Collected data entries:
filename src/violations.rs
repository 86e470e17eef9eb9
// 🚨 Violation Registry - create, look up, list, tombstone
//
// A violation points at one vehicle and one violation type. Payment status
// is never stored here: it is derived from the payments table on every read
// (see `payments::STATUS_SQL`).
//
// Tombstoned rows (IsDeleted = 1) stay in the table but drop out of every
// listing and every statistic.

use crate::db::{begin_write, record_activity, ActivityEvent, LEDGER_ACTOR};
use crate::error::{LedgerError, Result};
use crate::ids::{allocate, EntityKind, Identifier};
use crate::money::Amount;
use crate::payments::{PaymentStatus, PAID_DATE_SQL, PAID_RECEIPT_SQL, STATUS_SQL};
use crate::stats::Scope;
use chrono::{NaiveDate, NaiveDateTime};
use rusqlite::{params, Connection, OptionalExtension, Row};
use serde::{Deserialize, Serialize};
use tracing::{debug, info};

pub const DATE_FORMAT: &str = "%Y-%m-%d";
pub const DATETIME_FORMAT: &str = "%Y-%m-%d %H:%M:%S";

/// The joined ledger view every read goes through: violation + vehicle +
/// owner + violation type + optional payment.
pub(crate) const LEDGER_JOIN: &str = "FROM violations v
     INNER JOIN vehicles vh ON v.VehicleID = vh.VehicleID
     INNER JOIN residents r ON vh.ResidentID = r.ResidentID
     INNER JOIN violation_types vt ON v.ViolationTypeID = vt.ViolationTypeID
     LEFT JOIN payments p ON v.ViolationID = p.ViolationID";

/// Live rows in scope; bind the scope's resident (or NULL) as ?1
pub(crate) const LIVE_IN_SCOPE: &str =
    "WHERE v.IsDeleted = 0 AND (?1 IS NULL OR vh.ResidentID = ?1)";

// ============================================================================
// TYPES
// ============================================================================

#[derive(Debug, Clone, Copy, Default, PartialEq, Eq, Serialize, Deserialize)]
pub enum StatusFilter {
    #[default]
    All,
    Paid,
    Unpaid,
}

impl StatusFilter {
    pub fn admits(&self, status: PaymentStatus) -> bool {
        match self {
            StatusFilter::All => true,
            StatusFilter::Paid => status == PaymentStatus::Paid,
            StatusFilter::Unpaid => status == PaymentStatus::Unpaid,
        }
    }

    pub fn parse(value: &str) -> Option<StatusFilter> {
        match value.trim().to_lowercase().as_str() {
            "" | "all" => Some(StatusFilter::All),
            "paid" => Some(StatusFilter::Paid),
            "unpaid" => Some(StatusFilter::Unpaid),
            _ => None,
        }
    }
}

#[derive(Debug, Clone, Default, PartialEq, Eq, Serialize, Deserialize)]
pub struct ViolationFilter {
    /// Case-insensitive substring over ID, resident name, plate and type name
    pub search: Option<String>,
    pub status: StatusFilter,
    pub scope: Scope,
}

impl ViolationFilter {
    pub fn all() -> Self {
        Self::default()
    }

    pub fn search(mut self, text: &str) -> Self {
        self.search = Some(text.to_string());
        self
    }

    pub fn status(mut self, status: StatusFilter) -> Self {
        self.status = status;
        self
    }

    pub fn scope(mut self, scope: Scope) -> Self {
        self.scope = scope;
        self
    }
}

/// One row of a violations listing
#[derive(Debug, Clone, PartialEq, Eq, Serialize)]
pub struct ViolationSummary {
    pub id: Identifier,
    pub resident_name: String,
    pub plate_no: String,
    pub violation_type: String,
    pub date: NaiveDate,
    pub fine: Amount,
    pub status: PaymentStatus,
}

impl ViolationSummary {
    /// `needle` must already be lowercase
    fn matches(&self, needle: &str) -> bool {
        self.id.to_string().to_lowercase().contains(needle)
            || self.resident_name.to_lowercase().contains(needle)
            || self.plate_no.to_lowercase().contains(needle)
            || self.violation_type.to_lowercase().contains(needle)
    }
}

/// Everything known about one violation
#[derive(Debug, Clone, PartialEq, Eq, Serialize)]
pub struct ViolationDetail {
    pub id: Identifier,
    pub resident_id: Identifier,
    pub resident_name: String,
    pub contact_no: String,
    pub vehicle_id: Identifier,
    pub plate_no: String,
    pub brand: String,
    pub model: String,
    pub violation_type_id: Identifier,
    pub violation_type: String,
    pub fine: Amount,
    pub date: NaiveDate,
    pub status: PaymentStatus,
    /// Present if and only if `status` is `Paid`
    pub payment_date: Option<NaiveDateTime>,
    pub receipt_no: Option<String>,
    pub is_deleted: bool,
}

// ============================================================================
// ROW HELPERS
// ============================================================================

pub(crate) fn date_at(row: &Row<'_>, idx: usize) -> rusqlite::Result<NaiveDate> {
    let raw: String = row.get(idx)?;
    NaiveDate::parse_from_str(&raw, DATE_FORMAT).map_err(|e| {
        rusqlite::Error::FromSqlConversionFailure(idx, rusqlite::types::Type::Text, Box::new(e))
    })
}

pub(crate) fn datetime_at(row: &Row<'_>, idx: usize) -> rusqlite::Result<Option<NaiveDateTime>> {
    let raw: Option<String> = row.get(idx)?;
    raw.map(|s| {
        NaiveDateTime::parse_from_str(&s, DATETIME_FORMAT).map_err(|e| {
            rusqlite::Error::FromSqlConversionFailure(idx, rusqlite::types::Type::Text, Box::new(e))
        })
    })
    .transpose()
}

// ============================================================================
// OPERATIONS
// ============================================================================

/// Record a new violation against an existing vehicle.
pub fn create_violation(
    conn: &mut Connection,
    vehicle_id: Identifier,
    violation_type_id: Identifier,
    date: NaiveDate,
) -> Result<Identifier> {
    create_violation_as(conn, LEDGER_ACTOR, vehicle_id, violation_type_id, date)
}

/// `create_violation`, logged under `actor` (the admin's user ID or name)
pub fn create_violation_as(
    conn: &mut Connection,
    actor: &str,
    vehicle_id: Identifier,
    violation_type_id: Identifier,
    date: NaiveDate,
) -> Result<Identifier> {
    let vehicle_id = vehicle_id.expect(EntityKind::Vehicle)?;
    let violation_type_id = violation_type_id.expect(EntityKind::ViolationType)?;

    let tx = begin_write(conn)?;

    for (kind, id) in [
        (EntityKind::Vehicle, vehicle_id),
        (EntityKind::ViolationType, violation_type_id),
    ] {
        let sql = format!(
            "SELECT 1 FROM {} WHERE {} = ?1",
            kind.table(),
            kind.id_column()
        );
        let found = tx
            .query_row(&sql, [id], |_| Ok(()))
            .optional()
            .map_err(LedgerError::from_write)?
            .is_some();
        if !found {
            return Err(LedgerError::ReferenceNotFound {
                kind,
                id: id.to_string(),
            });
        }
    }

    let id = allocate(&tx, EntityKind::Violation)?;

    tx.execute(
        "INSERT INTO violations (ViolationID, VehicleID, ViolationTypeID, ViolationDate, IsDeleted)
         VALUES (?1, ?2, ?3, ?4, 0)",
        params![
            id,
            vehicle_id,
            violation_type_id,
            date.format(DATE_FORMAT).to_string()
        ],
    )
    .map_err(LedgerError::from_write)?;

    record_activity(
        &tx,
        &ActivityEvent::new(
            actor,
            "violation_created",
            Some("violations"),
            Some(&id.to_string()),
            serde_json::json!({
                "vehicle_id": vehicle_id,
                "violation_type_id": violation_type_id,
                "date": date.format(DATE_FORMAT).to_string(),
            }),
        ),
    )?;

    tx.commit()?;
    info!(
        violation = %id,
        vehicle = %vehicle_id,
        violation_type = %violation_type_id,
        %date,
        actor,
        "violation created"
    );

    Ok(id)
}

/// Full detail for one violation, tombstoned or not.
pub fn get_violation(conn: &Connection, id: Identifier) -> Result<ViolationDetail> {
    let id = id.expect(EntityKind::Violation).map_err(|_| LedgerError::NotFound {
        kind: EntityKind::Violation,
        id: id.to_string(),
    })?;

    let sql = format!(
        "SELECT v.ViolationID,
                r.ResidentID,
                r.RFirstName || ' ' || r.RLastName,
                r.ContactNo,
                vh.VehicleID,
                vh.PlateNo,
                vh.Brand,
                vh.Model,
                vt.ViolationTypeID,
                vt.ViolationName,
                vt.FineAmount,
                v.ViolationDate,
                {STATUS_SQL},
                {PAID_DATE_SQL},
                {PAID_RECEIPT_SQL},
                v.IsDeleted
         {LEDGER_JOIN}
         WHERE v.ViolationID = ?1"
    );

    let detail = conn
        .query_row(&sql, [id], |row| {
            Ok(ViolationDetail {
                id: row.get(0)?,
                resident_id: row.get(1)?,
                resident_name: row.get(2)?,
                contact_no: row.get(3)?,
                vehicle_id: row.get(4)?,
                plate_no: row.get(5)?,
                brand: row.get(6)?,
                model: row.get(7)?,
                violation_type_id: row.get(8)?,
                violation_type: row.get(9)?,
                fine: row.get(10)?,
                date: date_at(row, 11)?,
                status: row.get(12)?,
                payment_date: datetime_at(row, 13)?,
                receipt_no: row.get(14)?,
                is_deleted: row.get(15)?,
            })
        })
        .optional()?;

    debug!(violation = %id, found = detail.is_some(), "violation lookup");

    detail.ok_or_else(|| LedgerError::NotFound {
        kind: EntityKind::Violation,
        id: id.to_string(),
    })
}

/// Live violations matching `filter`, newest first.
pub fn list_violations(
    conn: &Connection,
    filter: &ViolationFilter,
) -> Result<Vec<ViolationSummary>> {
    let resident = filter.scope.resident()?;
    let sql = format!(
        "SELECT v.ViolationID,
                r.RFirstName || ' ' || r.RLastName,
                vh.PlateNo,
                vt.ViolationName,
                v.ViolationDate,
                vt.FineAmount,
                {STATUS_SQL}
         {LEDGER_JOIN}
         {LIVE_IN_SCOPE}
         ORDER BY v.ViolationDate DESC, v.ViolationID DESC"
    );

    let mut stmt = conn.prepare(&sql)?;
    let rows = stmt
        .query_map([resident], |row| {
            Ok(ViolationSummary {
                id: row.get(0)?,
                resident_name: row.get(1)?,
                plate_no: row.get(2)?,
                violation_type: row.get(3)?,
                date: date_at(row, 4)?,
                fine: row.get(5)?,
                status: row.get(6)?,
            })
        })?
        .collect::<std::result::Result<Vec<_>, _>>()?;

    let needle = filter
        .search
        .as_deref()
        .map(|s| s.trim().to_lowercase())
        .filter(|s| !s.is_empty());

    let filtered: Vec<ViolationSummary> = rows
        .into_iter()
        .filter(|v| filter.status.admits(v.status))
        .filter(|v| needle.as_deref().map_or(true, |n| v.matches(n)))
        .collect();

    debug!(count = filtered.len(), "violations listed");
    Ok(filtered)
}

/// Tombstone a violation.
///
/// Returns `true` if this call deleted it, `false` if it was already
/// deleted. Only an unknown ID is an error.
pub fn soft_delete(conn: &mut Connection, id: Identifier) -> Result<bool> {
    soft_delete_as(conn, LEDGER_ACTOR, id)
}

/// `soft_delete`, logged under `actor`
pub fn soft_delete_as(conn: &mut Connection, actor: &str, id: Identifier) -> Result<bool> {
    let not_found = || LedgerError::NotFound {
        kind: EntityKind::Violation,
        id: id.to_string(),
    };
    let id = id.expect(EntityKind::Violation).map_err(|_| not_found())?;

    let tx = begin_write(conn)?;
    let current: Option<bool> = tx
        .query_row(
            "SELECT IsDeleted FROM violations WHERE ViolationID = ?1",
            [id],
            |row| row.get(0),
        )
        .optional()
        .map_err(LedgerError::from_write)?;

    match current {
        None => Err(not_found()),
        Some(true) => {
            debug!(violation = %id, "already deleted");
            Ok(false)
        }
        Some(false) => {
            tx.execute(
                "UPDATE violations SET IsDeleted = 1 WHERE ViolationID = ?1",
                [id],
            )
            .map_err(LedgerError::from_write)?;

            record_activity(
                &tx,
                &ActivityEvent::new(
                    actor,
                    "violation_deleted",
                    Some("violations"),
                    Some(&id.to_string()),
                    serde_json::json!({}),
                ),
            )?;

            tx.commit()?;
            info!(violation = %id, actor, "violation deleted");
            Ok(true)
        }
    }
}
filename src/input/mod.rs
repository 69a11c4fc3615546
pub mod prompt;
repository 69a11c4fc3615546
use crate::domain::utils::id::TableId;
use crate::error::{Error, Result};

/// A fixed seating unit of the restaurant.
///
/// The capacity is encoded in the identifier itself (`T<n>(<d>)`), so a `Table`
/// can only be built from a label that parses.
#[derive(Debug, Clone, PartialEq, Eq)]
pub struct Table {
    id: TableId,

    /// Seats available at this table, always in 1..=9.
    capacity: u32,

    /// Zero-based column index of this table inside every timeslot row.
    position: usize,
}

impl Table {
    pub fn parse(label: &str, position: usize) -> Result<Self> {
        let capacity = parse_capacity(label)?;
        Ok(Table { id: TableId::new(label), capacity, position })
    }

    pub fn get_id(&self) -> &TableId {
        &self.id
    }

    pub fn get_capacity(&self) -> u32 {
        self.capacity
    }

    pub fn get_position(&self) -> usize {
        self.position
    }
}

/// Extracts the seating capacity from a table label of the form `T<n>(<d>)`.
///
/// `<n>` is one or more digits, `<d>` is a single digit in 1..=9.
///
/// # Returns
/// The capacity, or `Error::FormatError` if the label does not follow the format.
pub fn parse_capacity(label: &str) -> Result<u32> {
    let malformed = |reason: &str| Error::FormatError { label: label.to_string(), reason: reason.to_string() };

    let rest = label.strip_prefix('T').ok_or_else(|| malformed("expected leading 'T'"))?;
    let (number, capacity) = rest.split_once('(').ok_or_else(|| malformed("expected '(' after table number"))?;

    if number.is_empty() || !number.chars().all(|c| c.is_ascii_digit()) {
        return Err(malformed("table number must be one or more digits"));
    }

    let capacity = capacity.strip_suffix(')').ok_or_else(|| malformed("expected closing ')'"))?;

    let mut chars = capacity.chars();
    match (chars.next(), chars.next()) {
        (Some(digit), None) => match digit.to_digit(10) {
            Some(0) => Err(malformed("capacity must be positive")),
            Some(value) => Ok(value),
            None => Err(malformed("capacity must be a digit")),
        },
        _ => Err(malformed("capacity must be a single digit")),
    }
}

#[cfg(test)]
mod tests {
    use super::*;

    #[test]
    fn test_parse_capacity_of_well_formed_labels() {
        assert_eq!(parse_capacity("T1(2)").unwrap(), 2);
        assert_eq!(parse_capacity("T4(6)").unwrap(), 6);
        assert_eq!(parse_capacity("T12(9)").unwrap(), 9);
    }

    #[test]
    fn test_parse_capacity_rejects_malformed_labels() {
        for label in ["", "T", "X1(2)", "T(2)", "Ta(2)", "T1 2", "T1(2", "T1()", "T1(12)", "T1(0)", "T1(x)", "T1(2))"] {
            match parse_capacity(label) {
                Err(Error::FormatError { label: reported, .. }) => assert_eq!(reported, label),
                other => panic!("Expected FormatError for '{}', got {:?}", label, other),
            }
        }
    }

    #[test]
    fn test_table_keeps_position() {
        let table = Table::parse("T3(2)", 2).unwrap();
        assert_eq!(table.get_id().as_str(), "T3(2)");
        assert_eq!(table.get_capacity(), 2);
        assert_eq!(table.get_position(), 2);
    }
}
use std::io::{self, BufRead, Write};

use crate::domain::party_size::{PartySize, parse_party_size};
use crate::error::{Error, Result};

const PROMPT: &str = "Party size: ";

/// Asks for a party size until a valid one is entered.
///
/// Invalid answers print `Invalid Input` and re-prompt. End of input yields
/// an `UnexpectedEof` I/O error since no answer will ever arrive.
pub fn prompt_party_size<R: BufRead, W: Write>(input: &mut R, output: &mut W) -> Result<PartySize> {
    let mut line = String::new();

    loop {
        write!(output, "{}", PROMPT)?;
        output.flush()?;

        line.clear();
        if input.read_line(&mut line)? == 0 {
            return Err(Error::IoError(io::Error::new(io::ErrorKind::UnexpectedEof, "input closed before a party size was entered")));
        }

        match parse_party_size(&line) {
            Ok(party_size) => return Ok(party_size),
            Err(e) => {
                log::warn!("{}", e);
                writeln!(output, "Invalid Input\n")?;
            }
        }
    }
}

#[cfg(test)]
mod tests {
    use super::*;
    use std::io::Cursor;

    #[test]
    fn test_prompt_retries_until_valid() {
        let mut input = Cursor::new("abc\n0\n-2\n 5 \n");
        let mut output = Vec::new();

        let party_size = prompt_party_size(&mut input, &mut output).unwrap();

        assert_eq!(party_size.get(), 5);
        let text = String::from_utf8(output).unwrap();
        assert_eq!(text.matches(PROMPT).count(), 4);
        assert_eq!(text.matches("Invalid Input").count(), 3);
    }

    #[test]
    fn test_prompt_fails_on_end_of_input() {
        let mut input = Cursor::new("nope\n");
        let mut output = Vec::new();

        match prompt_party_size(&mut input, &mut output) {
            Err(Error::IoError(e)) => assert_eq!(e.kind(), io::ErrorKind::UnexpectedEof),
            other => panic!("Expected UnexpectedEof, got {:?}", other),
        }
    }
}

▶ [PROBLEM REQUIREMENTS]:
In the records above, some lines hold the word "this"; copy each such line.

▶ [EXPECTED OUTPUT]:
/// Returns `true` if this call deleted it, `false` if it was already
    /// Seats available at this table, always in 1..=9.
    /// Zero-based column index of this table inside every timeslot row.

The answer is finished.